▶ **Brief**
Filter these entries, keeping only lines that hold the word "logical".

▶ **Material for this exercise**
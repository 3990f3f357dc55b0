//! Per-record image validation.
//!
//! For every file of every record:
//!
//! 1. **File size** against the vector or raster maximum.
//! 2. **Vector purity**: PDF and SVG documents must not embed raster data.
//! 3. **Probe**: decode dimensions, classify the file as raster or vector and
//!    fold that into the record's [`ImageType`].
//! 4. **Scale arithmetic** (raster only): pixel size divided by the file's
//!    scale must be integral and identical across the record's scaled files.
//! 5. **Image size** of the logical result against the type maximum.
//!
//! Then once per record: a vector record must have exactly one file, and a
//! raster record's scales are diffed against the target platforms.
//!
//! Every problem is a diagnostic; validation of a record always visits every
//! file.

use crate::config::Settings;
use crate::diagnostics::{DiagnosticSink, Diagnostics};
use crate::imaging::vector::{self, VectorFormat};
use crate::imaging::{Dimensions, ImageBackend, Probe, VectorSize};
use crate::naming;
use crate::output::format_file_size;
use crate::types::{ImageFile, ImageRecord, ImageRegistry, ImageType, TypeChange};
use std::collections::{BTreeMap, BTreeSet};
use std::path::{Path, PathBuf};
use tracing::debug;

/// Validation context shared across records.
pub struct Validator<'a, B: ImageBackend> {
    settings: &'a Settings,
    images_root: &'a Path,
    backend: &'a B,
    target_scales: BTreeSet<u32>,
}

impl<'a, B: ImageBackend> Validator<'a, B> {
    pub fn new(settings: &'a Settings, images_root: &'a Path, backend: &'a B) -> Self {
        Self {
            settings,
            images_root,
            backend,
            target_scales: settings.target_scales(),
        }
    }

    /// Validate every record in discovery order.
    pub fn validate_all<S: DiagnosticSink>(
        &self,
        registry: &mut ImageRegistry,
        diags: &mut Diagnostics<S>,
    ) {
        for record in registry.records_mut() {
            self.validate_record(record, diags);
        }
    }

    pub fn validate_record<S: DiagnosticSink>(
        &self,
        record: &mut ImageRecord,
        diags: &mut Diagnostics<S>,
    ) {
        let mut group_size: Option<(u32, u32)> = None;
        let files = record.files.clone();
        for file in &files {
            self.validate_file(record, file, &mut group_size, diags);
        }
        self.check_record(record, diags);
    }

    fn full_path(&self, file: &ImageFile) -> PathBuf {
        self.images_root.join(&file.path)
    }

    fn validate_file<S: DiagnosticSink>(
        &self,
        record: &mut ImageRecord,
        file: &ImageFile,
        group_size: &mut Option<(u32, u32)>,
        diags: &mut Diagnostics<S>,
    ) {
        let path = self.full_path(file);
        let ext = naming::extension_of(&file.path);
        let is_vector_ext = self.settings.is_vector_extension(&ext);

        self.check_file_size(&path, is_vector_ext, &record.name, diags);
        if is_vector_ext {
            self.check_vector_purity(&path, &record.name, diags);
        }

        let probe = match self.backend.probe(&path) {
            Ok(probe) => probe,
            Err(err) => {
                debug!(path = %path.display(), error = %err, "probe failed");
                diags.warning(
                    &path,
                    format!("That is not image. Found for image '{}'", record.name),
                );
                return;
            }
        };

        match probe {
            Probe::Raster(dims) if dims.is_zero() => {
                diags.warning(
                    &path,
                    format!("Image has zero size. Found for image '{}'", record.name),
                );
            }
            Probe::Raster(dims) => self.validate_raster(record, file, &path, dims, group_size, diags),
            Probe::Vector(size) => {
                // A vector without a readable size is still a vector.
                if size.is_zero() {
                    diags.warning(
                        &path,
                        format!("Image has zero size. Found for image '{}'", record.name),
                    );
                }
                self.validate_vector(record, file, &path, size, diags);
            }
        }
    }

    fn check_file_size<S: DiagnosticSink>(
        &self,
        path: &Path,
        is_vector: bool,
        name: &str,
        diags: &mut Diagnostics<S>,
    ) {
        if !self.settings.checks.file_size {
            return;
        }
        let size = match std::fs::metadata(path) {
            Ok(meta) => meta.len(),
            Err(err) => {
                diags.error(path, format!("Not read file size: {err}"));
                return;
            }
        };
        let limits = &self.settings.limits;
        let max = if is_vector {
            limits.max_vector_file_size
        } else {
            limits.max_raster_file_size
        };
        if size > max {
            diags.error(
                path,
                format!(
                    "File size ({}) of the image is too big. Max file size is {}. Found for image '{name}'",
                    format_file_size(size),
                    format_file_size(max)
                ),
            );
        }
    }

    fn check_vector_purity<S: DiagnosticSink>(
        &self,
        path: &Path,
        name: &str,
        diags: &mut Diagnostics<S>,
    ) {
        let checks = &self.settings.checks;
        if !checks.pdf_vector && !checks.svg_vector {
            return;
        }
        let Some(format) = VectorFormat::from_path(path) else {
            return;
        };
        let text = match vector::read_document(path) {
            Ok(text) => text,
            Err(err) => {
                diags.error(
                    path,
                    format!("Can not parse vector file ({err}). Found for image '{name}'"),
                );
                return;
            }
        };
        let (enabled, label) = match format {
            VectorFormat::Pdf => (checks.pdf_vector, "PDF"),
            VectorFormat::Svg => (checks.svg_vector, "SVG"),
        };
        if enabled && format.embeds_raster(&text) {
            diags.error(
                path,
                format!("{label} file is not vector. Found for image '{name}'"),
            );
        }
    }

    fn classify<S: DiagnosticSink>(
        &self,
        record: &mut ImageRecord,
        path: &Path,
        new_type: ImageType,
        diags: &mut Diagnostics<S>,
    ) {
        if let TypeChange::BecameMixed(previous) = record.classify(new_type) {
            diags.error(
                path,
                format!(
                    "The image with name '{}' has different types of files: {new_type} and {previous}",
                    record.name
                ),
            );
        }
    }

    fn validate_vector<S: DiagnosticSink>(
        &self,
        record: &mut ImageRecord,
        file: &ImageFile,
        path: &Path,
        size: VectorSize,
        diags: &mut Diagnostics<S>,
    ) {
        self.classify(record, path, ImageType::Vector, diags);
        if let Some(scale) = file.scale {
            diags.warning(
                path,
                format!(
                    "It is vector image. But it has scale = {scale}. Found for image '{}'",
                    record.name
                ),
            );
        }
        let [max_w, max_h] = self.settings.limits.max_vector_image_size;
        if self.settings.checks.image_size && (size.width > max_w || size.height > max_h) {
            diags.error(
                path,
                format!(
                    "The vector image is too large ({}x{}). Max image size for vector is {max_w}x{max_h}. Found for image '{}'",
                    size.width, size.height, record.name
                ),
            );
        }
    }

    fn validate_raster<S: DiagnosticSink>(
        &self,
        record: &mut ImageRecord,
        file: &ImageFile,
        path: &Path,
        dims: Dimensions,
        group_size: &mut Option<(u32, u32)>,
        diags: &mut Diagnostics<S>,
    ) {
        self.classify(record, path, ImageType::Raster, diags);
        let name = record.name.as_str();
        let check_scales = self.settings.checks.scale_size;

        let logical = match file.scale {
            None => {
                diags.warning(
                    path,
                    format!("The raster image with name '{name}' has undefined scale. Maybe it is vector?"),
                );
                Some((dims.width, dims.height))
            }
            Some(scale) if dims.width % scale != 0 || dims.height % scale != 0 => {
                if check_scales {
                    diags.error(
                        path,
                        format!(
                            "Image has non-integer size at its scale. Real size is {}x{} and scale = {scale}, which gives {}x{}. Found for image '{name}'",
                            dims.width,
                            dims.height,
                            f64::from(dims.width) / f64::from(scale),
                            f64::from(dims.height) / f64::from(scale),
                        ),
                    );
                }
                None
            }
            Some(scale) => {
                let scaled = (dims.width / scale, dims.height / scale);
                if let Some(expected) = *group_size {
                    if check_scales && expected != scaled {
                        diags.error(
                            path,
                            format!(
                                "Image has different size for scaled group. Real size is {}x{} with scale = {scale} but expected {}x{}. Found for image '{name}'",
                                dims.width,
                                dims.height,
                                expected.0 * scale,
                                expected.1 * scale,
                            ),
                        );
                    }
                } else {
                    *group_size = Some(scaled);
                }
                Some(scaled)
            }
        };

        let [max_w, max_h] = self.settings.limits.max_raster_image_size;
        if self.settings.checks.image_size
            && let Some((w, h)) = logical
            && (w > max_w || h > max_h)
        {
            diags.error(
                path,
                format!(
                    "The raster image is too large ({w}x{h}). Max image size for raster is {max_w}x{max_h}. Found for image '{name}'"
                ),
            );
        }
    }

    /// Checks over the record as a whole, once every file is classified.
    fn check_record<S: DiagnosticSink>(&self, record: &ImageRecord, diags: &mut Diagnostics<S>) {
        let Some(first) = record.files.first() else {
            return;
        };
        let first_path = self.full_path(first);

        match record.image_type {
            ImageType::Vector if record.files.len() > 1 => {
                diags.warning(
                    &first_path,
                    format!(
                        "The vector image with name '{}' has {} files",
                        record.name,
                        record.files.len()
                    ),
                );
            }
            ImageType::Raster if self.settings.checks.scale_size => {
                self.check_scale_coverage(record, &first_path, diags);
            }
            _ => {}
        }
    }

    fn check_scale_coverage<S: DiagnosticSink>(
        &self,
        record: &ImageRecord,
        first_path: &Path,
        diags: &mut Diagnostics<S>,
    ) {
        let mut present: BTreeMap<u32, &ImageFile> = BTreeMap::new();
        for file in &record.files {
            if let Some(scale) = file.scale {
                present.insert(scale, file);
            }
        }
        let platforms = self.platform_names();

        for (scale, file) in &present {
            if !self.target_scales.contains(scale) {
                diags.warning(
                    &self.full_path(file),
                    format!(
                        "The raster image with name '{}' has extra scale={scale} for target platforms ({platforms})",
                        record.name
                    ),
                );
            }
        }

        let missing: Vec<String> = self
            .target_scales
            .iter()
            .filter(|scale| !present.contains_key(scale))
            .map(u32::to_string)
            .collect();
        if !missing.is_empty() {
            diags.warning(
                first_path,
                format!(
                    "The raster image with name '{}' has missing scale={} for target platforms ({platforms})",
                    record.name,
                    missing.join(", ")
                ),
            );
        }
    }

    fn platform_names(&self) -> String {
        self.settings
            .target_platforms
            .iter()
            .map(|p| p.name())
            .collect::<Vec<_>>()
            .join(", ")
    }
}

▶ **Output for this task**
//! 5. **Image size** of the logical result against the type maximum.
        let logical = match file.scale {
            && let Some((w, h)) = logical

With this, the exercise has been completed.